2. I also own artwork worth $25,000 today. It was worth about $500 when I inherited it from my
grandfather many years ago. My grandfather always said the painting would be worth something
someday!
3. I have an RRSP currently worth about $700,000 with a cost of $170,000 based on statements from
my advisor. The RRSP contains mostly guaranteed investment certificates and bonds since I sold
most of my stocks before the market crashed.

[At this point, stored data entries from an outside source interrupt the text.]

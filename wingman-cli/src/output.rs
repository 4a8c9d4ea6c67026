//! Output formatting utilities

use colored::Colorize;
use comfy_table::{presets::UTF8_FULL_CONDENSED, ContentArrangement, Table};

/// Print a success message
pub fn success(msg: &str) {
    println!("{} {}", "✓".green(), msg.green());
}

/// Print an error message
pub fn error(msg: &str) {
    eprintln!("{}", msg.red());
}

/// Print a warning message
pub fn warning(msg: &str) {
    println!("{}", msg.yellow());
}

/// Print an info message
pub fn info(msg: &str) {
    println!("{}", msg.cyan());
}

/// Create a styled table
pub fn create_table() -> Table {
    let mut table = Table::new();
    table.load_preset(UTF8_FULL_CONDENSED);
    table.set_content_arrangement(ContentArrangement::Dynamic);
    table
}

/// Format bytes as human-readable size
pub fn format_size(bytes: u64) -> String {
    const KB: u64 = 1024;
    const MB: u64 = KB * 1024;

    if bytes >= MB {
        format!("{:.1} MB", bytes as f64 / MB as f64)
    } else if bytes >= KB {
        format!("{:.1} KB", bytes as f64 / KB as f64)
    } else {
        format!("{} bytes", bytes)
    }
}
//! DuckDB key-value store implementation
//!
//! Stands in for browser local storage: one table of JSON text keyed by
//! string, living in `wingman.duckdb` inside the data directory.

use std::path::{Path, PathBuf};
use std::sync::{Mutex, MutexGuard};
use std::thread;
use std::time::Duration;

use anyhow::{anyhow, Result};
use duckdb::{params, Connection};

use crate::domain::result::Error;
use crate::ports::KeyValueStore;
use crate::services::MigrationService;

/// Maximum number of retries when database file is locked
const MAX_RETRIES: u32 = 5;

/// Initial retry delay in milliseconds (doubles each retry: 50, 100, 200, 400, 800ms)
const INITIAL_RETRY_DELAY_MS: u64 = 50;

/// Check if an error message indicates a file locking issue that should be retried
fn is_retryable_error(err_msg: &str) -> bool {
    let lower = err_msg.to_lowercase();
    // Windows error messages
    lower.contains("being used by another process")
        || lower.contains("cannot access the file")
        // Unix/macOS error messages
        || lower.contains("resource temporarily unavailable")
        || lower.contains("database is locked")
        || lower.contains("file is already open")
        || lower.contains("could not set lock on file")
}

fn storage_error(e: impl std::fmt::Display) -> Error {
    Error::storage(e.to_string())
}

/// Run `open` until it succeeds, backing off while the file is locked
fn retry_on_lock<T>(mut open: impl FnMut() -> Result<T>) -> Result<T> {
    let mut last_error = None;

    for attempt in 0..MAX_RETRIES {
        match open() {
            Ok(value) => return Ok(value),
            Err(e) => {
                let err_msg = e.to_string();
                if is_retryable_error(&err_msg) && attempt < MAX_RETRIES - 1 {
                    let delay = Duration::from_millis(INITIAL_RETRY_DELAY_MS * 2u64.pow(attempt));
                    eprintln!(
                        "[wingman] Store busy, retrying in {}ms (attempt {}/{}): {}",
                        delay.as_millis(),
                        attempt + 1,
                        MAX_RETRIES,
                        err_msg
                    );
                    thread::sleep(delay);
                    last_error = Some(e);
                    continue;
                }
                return Err(e);
            }
        }
    }

    Err(last_error
        .unwrap_or_else(|| anyhow!("Failed to open store after {} retries", MAX_RETRIES)))
}

/// DuckDB-backed key-value store
pub struct DuckDbStore {
    conn: Mutex<Connection>,
    db_path: Option<PathBuf>,
}

impl DuckDbStore {
    /// Open (or create) the store at `db_path`
    ///
    /// Includes retry logic with exponential backoff for file locking errors,
    /// which can occur when a second `wm` process is still holding the file.
    pub fn new(db_path: &Path) -> Result<Self> {
        let conn = retry_on_lock(|| Self::try_open_connection(db_path))?;
        Ok(Self {
            conn: Mutex::new(conn),
            db_path: Some(db_path.to_path_buf()),
        })
    }

    /// Open a store that lives only as long as this value
    pub fn in_memory() -> Result<Self> {
        let config = duckdb::Config::default().enable_autoload_extension(false)?;
        let conn = Connection::open_in_memory_with_flags(config)?;
        Ok(Self {
            conn: Mutex::new(conn),
            db_path: None,
        })
    }

    fn try_open_connection(db_path: &Path) -> Result<Connection> {
        // IMPORTANT: Disable extension autoloading to avoid macOS code signing issues
        let config = duckdb::Config::default().enable_autoload_extension(false)?;
        let conn = Connection::open_with_flags(db_path, config)?;
        Ok(conn)
    }

    /// Ensure the store schema exists (runs pending migrations)
    pub fn ensure_schema(&self) -> Result<()> {
        let conn = self.connection().map_err(|e| anyhow!("{}", e))?;
        MigrationService::new(&conn).run_pending()?;
        Ok(())
    }

    /// Path of the database file, `None` for in-memory stores
    pub fn db_path(&self) -> Option<&Path> {
        self.db_path.as_deref()
    }

    /// Number of stored keys
    pub fn len(&self) -> crate::domain::result::Result<usize> {
        let conn = self.connection()?;
        let count: i64 = conn
            .query_row("SELECT COUNT(*) FROM sys_kv_store", [], |row| row.get(0))
            .map_err(storage_error)?;
        Ok(count as usize)
    }

    pub fn is_empty(&self) -> crate::domain::result::Result<bool> {
        Ok(self.len()? == 0)
    }

    fn connection(&self) -> crate::domain::result::Result<MutexGuard<'_, Connection>> {
        self.conn
            .lock()
            .map_err(|e| Error::storage(format!("Lock poisoned: {}", e)))
    }
}

impl KeyValueStore for DuckDbStore {
    fn get(&self, key: &str) -> crate::domain::result::Result<Option<String>> {
        let conn = self.connection()?;
        let mut stmt = conn
            .prepare("SELECT store_value FROM sys_kv_store WHERE store_key = ?")
            .map_err(storage_error)?;
        let mut rows = stmt
            .query_map([key], |row| row.get::<_, String>(0))
            .map_err(storage_error)?;

        match rows.next() {
            Some(value) => Ok(Some(value.map_err(storage_error)?)),
            None => Ok(None),
        }
    }

    fn set(&self, key: &str, value: &str) -> crate::domain::result::Result<()> {
        let conn = self.connection()?;
        conn.execute(
            "INSERT INTO sys_kv_store (store_key, store_value, updated_at)
             VALUES (?, ?, current_timestamp)
             ON CONFLICT (store_key) DO UPDATE SET
                store_value = EXCLUDED.store_value,
                updated_at = EXCLUDED.updated_at",
            params![key, value],
        )
        .map_err(storage_error)?;
        Ok(())
    }

    fn remove(&self, key: &str) -> crate::domain::result::Result<()> {
        let conn = self.connection()?;
        conn.execute("DELETE FROM sys_kv_store WHERE store_key = ?", [key])
            .map_err(storage_error)?;
        Ok(())
    }

    fn keys(&self) -> crate::domain::result::Result<Vec<String>> {
        let conn = self.connection()?;
        let mut stmt = conn
            .prepare("SELECT store_key FROM sys_kv_store ORDER BY store_key")
            .map_err(storage_error)?;
        let keys = stmt
            .query_map([], |row| row.get::<_, String>(0))
            .map_err(storage_error)?;

        let mut result = Vec::new();
        for key in keys {
            result.push(key.map_err(storage_error)?);
        }
        Ok(result)
    }
}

4. Investments in public company shares, held outside of my RRSP, worth around $15,000 (cost
$40,000). I’m tired of the ups and downs of the stock market anyway. I would rather invest the
money in something that I control.
5. My cottage. I bought it in 2000 for $125,000. I figure it’s worth about $500,000 based on what my
neighbours just sold their cottage for.
6. My investment in some condominium partnership. I’ll actually be glad to get rid of this one! My
neighbour convinced me to buy into it on the basis that it would save me some tax. It cost me
$60,000 when I bought it three years ago and I’ve had a loss for income tax purposes of $10,000 per
year since. I haven’t received a single penny from it. I think I can sell my partnership unit today
for about $50,000.
CASE SIMULATION WEEK 3 (continued)
EXHIBIT III
1. The auto repair business is constantly evolving. Fifty years ago, most repair work was done at
independent gas stations and car dealerships. Slowly, independent auto repair shops set up
business, distinct from gas stations. In the 1970s, national chains (both corporate stores and
franchises) entered the industry. Today, the industry is almost fully segmented between the national
chains and independent repair shops. Most gas stations no longer have repair facilities.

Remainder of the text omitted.